**Required action**
Your answer should show every line of the material below that includes "ActivityInput".

**Data supplied**
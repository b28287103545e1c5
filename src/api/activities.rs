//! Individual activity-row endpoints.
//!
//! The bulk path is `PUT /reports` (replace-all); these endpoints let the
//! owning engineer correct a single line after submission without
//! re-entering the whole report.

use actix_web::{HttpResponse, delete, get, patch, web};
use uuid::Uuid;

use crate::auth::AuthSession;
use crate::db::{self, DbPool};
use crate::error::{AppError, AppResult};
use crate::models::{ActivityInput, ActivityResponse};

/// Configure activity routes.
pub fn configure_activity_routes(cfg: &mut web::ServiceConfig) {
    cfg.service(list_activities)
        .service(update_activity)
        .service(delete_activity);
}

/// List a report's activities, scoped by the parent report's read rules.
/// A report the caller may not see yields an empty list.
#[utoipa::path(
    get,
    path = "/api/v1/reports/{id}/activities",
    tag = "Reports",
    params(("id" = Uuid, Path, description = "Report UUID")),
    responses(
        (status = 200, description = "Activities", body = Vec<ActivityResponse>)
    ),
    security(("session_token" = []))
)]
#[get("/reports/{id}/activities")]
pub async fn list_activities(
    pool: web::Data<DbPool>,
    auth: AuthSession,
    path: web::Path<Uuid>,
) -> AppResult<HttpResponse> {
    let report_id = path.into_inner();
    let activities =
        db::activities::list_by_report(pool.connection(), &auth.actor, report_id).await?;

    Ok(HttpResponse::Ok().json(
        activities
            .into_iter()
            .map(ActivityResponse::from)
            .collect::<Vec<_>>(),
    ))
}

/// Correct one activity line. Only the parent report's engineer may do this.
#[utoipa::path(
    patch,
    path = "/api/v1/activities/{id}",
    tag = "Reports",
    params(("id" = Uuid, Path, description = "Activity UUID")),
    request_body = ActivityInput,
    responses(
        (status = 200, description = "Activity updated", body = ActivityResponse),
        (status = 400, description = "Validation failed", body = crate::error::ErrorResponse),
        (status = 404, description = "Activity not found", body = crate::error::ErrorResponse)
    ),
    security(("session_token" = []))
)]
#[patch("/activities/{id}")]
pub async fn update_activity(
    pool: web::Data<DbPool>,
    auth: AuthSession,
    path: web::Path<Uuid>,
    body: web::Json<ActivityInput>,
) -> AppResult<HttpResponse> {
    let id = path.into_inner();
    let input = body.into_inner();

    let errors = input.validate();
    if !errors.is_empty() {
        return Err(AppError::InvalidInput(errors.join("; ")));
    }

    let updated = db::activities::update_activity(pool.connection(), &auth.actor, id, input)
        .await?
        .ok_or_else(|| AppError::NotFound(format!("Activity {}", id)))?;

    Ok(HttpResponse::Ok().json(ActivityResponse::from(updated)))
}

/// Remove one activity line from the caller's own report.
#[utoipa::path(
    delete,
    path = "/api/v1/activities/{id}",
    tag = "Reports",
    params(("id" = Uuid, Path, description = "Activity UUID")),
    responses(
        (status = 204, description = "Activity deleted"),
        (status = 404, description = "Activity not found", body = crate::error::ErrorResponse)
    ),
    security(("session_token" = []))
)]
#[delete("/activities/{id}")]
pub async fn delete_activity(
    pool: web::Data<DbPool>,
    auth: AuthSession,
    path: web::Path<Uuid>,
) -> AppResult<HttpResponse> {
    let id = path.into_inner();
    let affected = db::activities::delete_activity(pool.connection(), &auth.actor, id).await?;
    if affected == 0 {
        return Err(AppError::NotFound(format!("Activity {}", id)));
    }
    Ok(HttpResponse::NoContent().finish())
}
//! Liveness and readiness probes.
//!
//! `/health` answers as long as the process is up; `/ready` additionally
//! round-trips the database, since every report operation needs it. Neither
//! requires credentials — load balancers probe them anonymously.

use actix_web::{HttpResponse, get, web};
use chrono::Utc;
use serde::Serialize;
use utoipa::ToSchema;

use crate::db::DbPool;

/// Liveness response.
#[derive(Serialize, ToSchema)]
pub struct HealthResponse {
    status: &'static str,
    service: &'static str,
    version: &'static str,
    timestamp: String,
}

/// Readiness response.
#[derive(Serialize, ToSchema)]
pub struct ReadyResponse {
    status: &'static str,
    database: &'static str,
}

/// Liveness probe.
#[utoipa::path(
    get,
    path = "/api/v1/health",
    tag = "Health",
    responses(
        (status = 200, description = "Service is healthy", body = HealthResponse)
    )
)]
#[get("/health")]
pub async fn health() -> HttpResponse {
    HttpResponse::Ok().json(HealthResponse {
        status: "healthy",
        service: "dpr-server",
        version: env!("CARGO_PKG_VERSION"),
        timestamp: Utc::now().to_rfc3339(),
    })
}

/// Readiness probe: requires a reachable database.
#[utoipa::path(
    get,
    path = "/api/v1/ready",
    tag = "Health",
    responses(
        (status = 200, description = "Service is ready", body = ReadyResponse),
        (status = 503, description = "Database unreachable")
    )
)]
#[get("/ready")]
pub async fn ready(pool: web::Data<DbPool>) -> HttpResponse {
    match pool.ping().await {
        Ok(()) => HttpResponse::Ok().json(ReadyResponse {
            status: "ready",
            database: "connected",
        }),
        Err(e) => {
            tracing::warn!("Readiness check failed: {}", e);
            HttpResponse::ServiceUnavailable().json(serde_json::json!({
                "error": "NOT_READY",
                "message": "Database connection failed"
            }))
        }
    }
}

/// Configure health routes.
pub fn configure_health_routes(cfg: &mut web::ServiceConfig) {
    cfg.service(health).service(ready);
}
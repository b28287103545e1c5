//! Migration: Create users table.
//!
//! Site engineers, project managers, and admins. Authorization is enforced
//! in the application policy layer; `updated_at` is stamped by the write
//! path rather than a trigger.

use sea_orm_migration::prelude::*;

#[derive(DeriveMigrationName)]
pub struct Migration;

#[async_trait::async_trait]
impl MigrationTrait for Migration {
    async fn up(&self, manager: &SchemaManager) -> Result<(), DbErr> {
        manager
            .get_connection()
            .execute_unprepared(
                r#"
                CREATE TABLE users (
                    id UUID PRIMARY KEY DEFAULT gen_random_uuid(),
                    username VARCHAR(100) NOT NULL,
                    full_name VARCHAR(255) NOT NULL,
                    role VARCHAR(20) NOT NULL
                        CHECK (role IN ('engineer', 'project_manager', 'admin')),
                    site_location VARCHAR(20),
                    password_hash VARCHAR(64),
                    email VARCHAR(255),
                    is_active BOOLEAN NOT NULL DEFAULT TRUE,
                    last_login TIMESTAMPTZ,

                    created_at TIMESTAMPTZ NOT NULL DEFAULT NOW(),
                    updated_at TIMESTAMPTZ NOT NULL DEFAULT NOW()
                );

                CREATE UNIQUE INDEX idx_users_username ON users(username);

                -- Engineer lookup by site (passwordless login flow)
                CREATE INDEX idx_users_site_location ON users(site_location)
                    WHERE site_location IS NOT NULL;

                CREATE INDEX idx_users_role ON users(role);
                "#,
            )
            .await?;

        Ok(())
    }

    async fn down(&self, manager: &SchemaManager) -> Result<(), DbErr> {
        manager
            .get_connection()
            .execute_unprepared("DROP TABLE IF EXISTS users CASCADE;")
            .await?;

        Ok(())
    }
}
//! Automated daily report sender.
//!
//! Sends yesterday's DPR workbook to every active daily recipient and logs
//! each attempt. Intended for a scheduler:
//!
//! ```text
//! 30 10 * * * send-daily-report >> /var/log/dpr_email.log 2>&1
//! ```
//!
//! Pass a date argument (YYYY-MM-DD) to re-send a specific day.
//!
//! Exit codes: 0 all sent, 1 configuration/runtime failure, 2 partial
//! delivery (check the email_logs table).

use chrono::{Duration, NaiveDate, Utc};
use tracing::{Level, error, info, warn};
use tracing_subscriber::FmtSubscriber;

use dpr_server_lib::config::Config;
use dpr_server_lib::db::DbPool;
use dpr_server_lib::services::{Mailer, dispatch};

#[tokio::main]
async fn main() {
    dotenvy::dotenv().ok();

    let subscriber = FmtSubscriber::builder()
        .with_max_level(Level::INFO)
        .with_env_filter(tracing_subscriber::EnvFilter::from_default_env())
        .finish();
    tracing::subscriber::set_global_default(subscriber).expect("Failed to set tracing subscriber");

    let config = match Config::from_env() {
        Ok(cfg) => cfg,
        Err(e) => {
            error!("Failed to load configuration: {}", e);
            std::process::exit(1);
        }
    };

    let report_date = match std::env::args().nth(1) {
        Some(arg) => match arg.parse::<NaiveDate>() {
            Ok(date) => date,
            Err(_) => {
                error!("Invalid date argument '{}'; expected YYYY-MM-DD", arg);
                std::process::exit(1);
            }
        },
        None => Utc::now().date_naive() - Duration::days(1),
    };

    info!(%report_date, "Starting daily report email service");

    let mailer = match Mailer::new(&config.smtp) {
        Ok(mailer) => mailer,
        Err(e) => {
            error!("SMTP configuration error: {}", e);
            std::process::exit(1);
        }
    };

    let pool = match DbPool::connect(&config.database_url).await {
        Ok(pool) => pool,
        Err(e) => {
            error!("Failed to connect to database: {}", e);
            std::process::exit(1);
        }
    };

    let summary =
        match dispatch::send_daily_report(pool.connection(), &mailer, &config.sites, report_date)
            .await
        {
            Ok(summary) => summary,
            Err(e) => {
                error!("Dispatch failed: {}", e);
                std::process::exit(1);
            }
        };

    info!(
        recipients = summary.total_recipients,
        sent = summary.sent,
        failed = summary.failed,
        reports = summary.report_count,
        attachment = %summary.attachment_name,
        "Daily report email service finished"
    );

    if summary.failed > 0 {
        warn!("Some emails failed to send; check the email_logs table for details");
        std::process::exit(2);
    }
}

**Solution below**
use crate::models::{ActivityInput, ActivityResponse};
    request_body = ActivityInput,
    body: web::Json<ActivityInput>,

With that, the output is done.